§ **REQUIRED ACTION**: The first line of the entries below, the line containing "map-mode shard, read-modify-write", and every line between them should be repeated exactly, and nothing else.

§ **STORED DATA**:

##########

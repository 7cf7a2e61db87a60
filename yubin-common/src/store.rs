//! Persisted shard files
//!
//! Layout under the output root:
//! - `json/<prefix>.json`: map-mode shard, read-modify-write
//! - `js/<prefix>.js`: array-mode script rendered from the json shard
//!
//! Writes go to a temp file that is renamed over the target, so a failed
//! write never leaves a half-written shard behind.

use crate::model::{shard_prefix, AddressGroup, Directory};
use crate::serializer::{from_map_json, to_array_script, to_map_json, CALLBACK};
use crate::{Diagnostics, Error, Result};
use serde::de::Error as _;
use std::collections::BTreeMap;
use std::fs::{self, File};
use std::io::Write;
use std::path::{Path, PathBuf};
use tracing::{debug, info};

pub const JSON_DIR: &str = "json";
pub const JS_DIR: &str = "js";
const JSON_EXT: &str = "json";
const JS_EXT: &str = "js";

/// Shard files below one output root
#[derive(Debug, Clone)]
pub struct ShardStore {
    root: PathBuf,
    indent: Option<usize>,
    callback: String,
}

impl ShardStore {
    /// Store rooted at `root`; a root already ending in `json` is used as is
    pub fn new(root: impl Into<PathBuf>) -> Self {
        let mut root = root.into();
        if root.file_name().is_some_and(|name| name == JSON_DIR || name == JS_DIR) {
            root.pop();
        }
        Self {
            root,
            indent: None,
            callback: CALLBACK.to_string(),
        }
    }

    /// Pretty-print map-mode output with `indent` spaces
    pub fn with_indent(mut self, indent: Option<usize>) -> Self {
        self.indent = indent;
        self
    }

    /// Callback name wrapped around array-mode scripts
    pub fn with_callback(mut self, callback: impl Into<String>) -> Self {
        self.callback = callback.into();
        self
    }

    pub fn callback(&self) -> &str {
        &self.callback
    }

    pub fn json_dir(&self) -> PathBuf {
        self.root.join(JSON_DIR)
    }

    pub fn js_dir(&self) -> PathBuf {
        self.root.join(JS_DIR)
    }

    pub fn shard_path(&self, prefix: &str) -> PathBuf {
        self.json_dir().join(format!("{prefix}.{JSON_EXT}"))
    }

    pub fn script_path(&self, prefix: &str) -> PathBuf {
        self.js_dir().join(format!("{prefix}.{JS_EXT}"))
    }

    /// Read a persisted shard
    ///
    /// Missing file → `Ok(None)`. Undecodable content, or an entry whose key
    /// is not its group's zip code or lies outside `prefix` →
    /// [`Error::PersistedStateCorrupt`].
    pub fn load(&self, prefix: &str) -> Result<Option<BTreeMap<String, AddressGroup>>> {
        let path = self.shard_path(prefix);
        let bytes = match fs::read(&path) {
            Ok(bytes) => bytes,
            Err(e) if e.kind() == std::io::ErrorKind::NotFound => {
                info!(path = %path.display(), "Shard not found, starting empty");
                return Ok(None);
            }
            Err(e) => return Err(e.into()),
        };
        debug!(path = %path.display(), bytes = bytes.len(), "Shard found");
        let groups = from_map_json(&bytes)
            .map_err(|source| Error::PersistedStateCorrupt { path: path.clone(), source })?;

        if let Some((key, group)) = groups
            .iter()
            .find(|(key, group)| shard_prefix(key) != prefix || **key != group.zip_code)
        {
            let source = serde_json::Error::custom(format!(
                "key {key} (zip code {}) does not belong to shard {prefix}",
                group.zip_code
            ));
            return Err(Error::PersistedStateCorrupt { path, source });
        }
        Ok(Some(groups))
    }

    /// Load a shard as a [`Directory`], empty when missing
    pub fn open(&self, prefix: &str) -> Result<Directory> {
        let persisted = self.load(prefix)?.unwrap_or_default();
        Ok(Directory::from_groups(prefix, persisted))
    }

    /// Write `staged` to its shard file
    ///
    /// **Algorithm:**
    /// 1. `renew`: ignore existing content, write `staged` with sorted keys
    /// 2. Otherwise load the persisted shard (corrupt → abort, file untouched)
    ///    and merge `staged` into it
    /// 3. Write atomically and return the shard as written
    ///
    /// Guard violations met while merging into persisted groups are counted
    /// in `diag`.
    pub fn write(&self, staged: &Directory, renew: bool, diag: &mut Diagnostics) -> Result<Directory> {
        let prefix = staged.prefix();
        let persisted = if renew {
            BTreeMap::new()
        } else {
            self.load(prefix)?.unwrap_or_default()
        };
        let merged = Directory::from_persisted(prefix, persisted, staged, diag);

        let bytes = to_map_json(&merged, self.indent)?;
        let path = self.shard_path(prefix);
        write_atomic(&path, &bytes)?;
        info!(
            path = %path.display(),
            zip_codes = merged.len(),
            addresses = merged.address_count(),
            renew,
            "Shard written"
        );
        Ok(merged)
    }

    /// Render the persisted shard for `prefix` as an array-mode script
    ///
    /// The script goes below `out` and is wrapped in `out`'s callback.
    pub fn write_script(&self, prefix: &str, out: &ShardStore) -> Result<PathBuf> {
        let dir = self
            .load(prefix)?
            .map(|groups| Directory::from_groups(prefix, groups))
            .ok_or_else(|| Error::InvalidInput(format!("no shard for prefix {prefix}")))?;
        let script = to_array_script(&dir, &out.callback)?;
        let path = out.script_path(prefix);
        write_atomic(&path, script.as_bytes())?;
        debug!(path = %path.display(), zip_codes = dir.len(), "Script written");
        Ok(path)
    }

    /// Prefixes of every `*.json` shard present, sorted
    pub fn prefixes(&self) -> Result<Vec<String>> {
        let dir = self.json_dir();
        let mut prefixes = Vec::new();
        for entry in fs::read_dir(&dir)? {
            let path = entry?.path();
            if path.is_file() && path.extension().is_some_and(|ext| ext == JSON_EXT) {
                if let Some(stem) = path.file_stem().and_then(|s| s.to_str()) {
                    prefixes.push(stem.to_string());
                }
            }
        }
        prefixes.sort();
        Ok(prefixes)
    }
}

/// Write via `<path>.tmp` + rename; parent directories are created
fn write_atomic(path: &Path, bytes: &[u8]) -> Result<()> {
    if let Some(parent) = path.parent() {
        fs::create_dir_all(parent)?;
    }
    let tmp = path.with_extension("tmp");
    {
        let mut file = File::create(&tmp)?;
        file.write_all(bytes)?;
        file.sync_all()?;
    }
    fs::rename(&tmp, path)?;
    Ok(())
}
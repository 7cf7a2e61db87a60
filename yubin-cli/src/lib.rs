//! # yubin CLI library
//!
//! Batch front end for the postal-code directory:
//! - CSV discovery and tokenizing
//! - `csv2json`, `json2jsonp` and `lookup` commands

pub mod commands;
pub mod csv_reader;
pub mod discovery;
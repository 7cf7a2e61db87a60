//! Common error types for yubin

use std::path::PathBuf;
use thiserror::Error;

/// Common result type for yubin operations
pub type Result<T> = std::result::Result<T, Error>;

/// Common error types across the parser, merger and store
#[derive(Error, Debug)]
pub enum Error {
    /// I/O operation error (wraps std::io::Error)
    #[error("IO error: {0}")]
    Io(#[from] std::io::Error),

    /// JSON encoding or decoding error outside persisted shard reads
    #[error("JSON error: {0}")]
    Json(#[from] serde_json::Error),

    /// Configuration loading or validation error
    #[error("Configuration error: {0}")]
    Config(String),

    /// Invalid user input or request parameter
    #[error("Invalid input: {0}")]
    InvalidInput(String),

    /// Row shape does not match either registry schema
    #[error("Invalid row: expected 13 or 15 fields, got {0}")]
    InvalidRow(usize),

    /// Prefecture text outside the closed set of 47 prefectures
    #[error("Unknown prefecture: {0}")]
    UnknownPrefecture(String),

    /// Zip code is not 7 ASCII digits
    #[error("Invalid zip code: {0:?}")]
    InvalidZipCode(String),

    /// Range expression has no parsable trailing numeral
    #[error("Malformed range: {head}〜{tail}")]
    MalformedRange { head: String, tail: String },

    /// Existing shard file could not be decoded; the shard must not be overwritten
    #[error("Persisted shard is corrupt: {path}: {source}")]
    PersistedStateCorrupt {
        path: PathBuf,
        #[source]
        source: serde_json::Error,
    },
}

##########

§ **SOLVED EXERCISE**:
repository 7cf7a2e61db87a60
filename yubin-common/src/store.rs
//! Persisted shard files
//!
//! Layout under the output root:
//! - `json/<prefix>.json`: map-mode shard, read-modify-write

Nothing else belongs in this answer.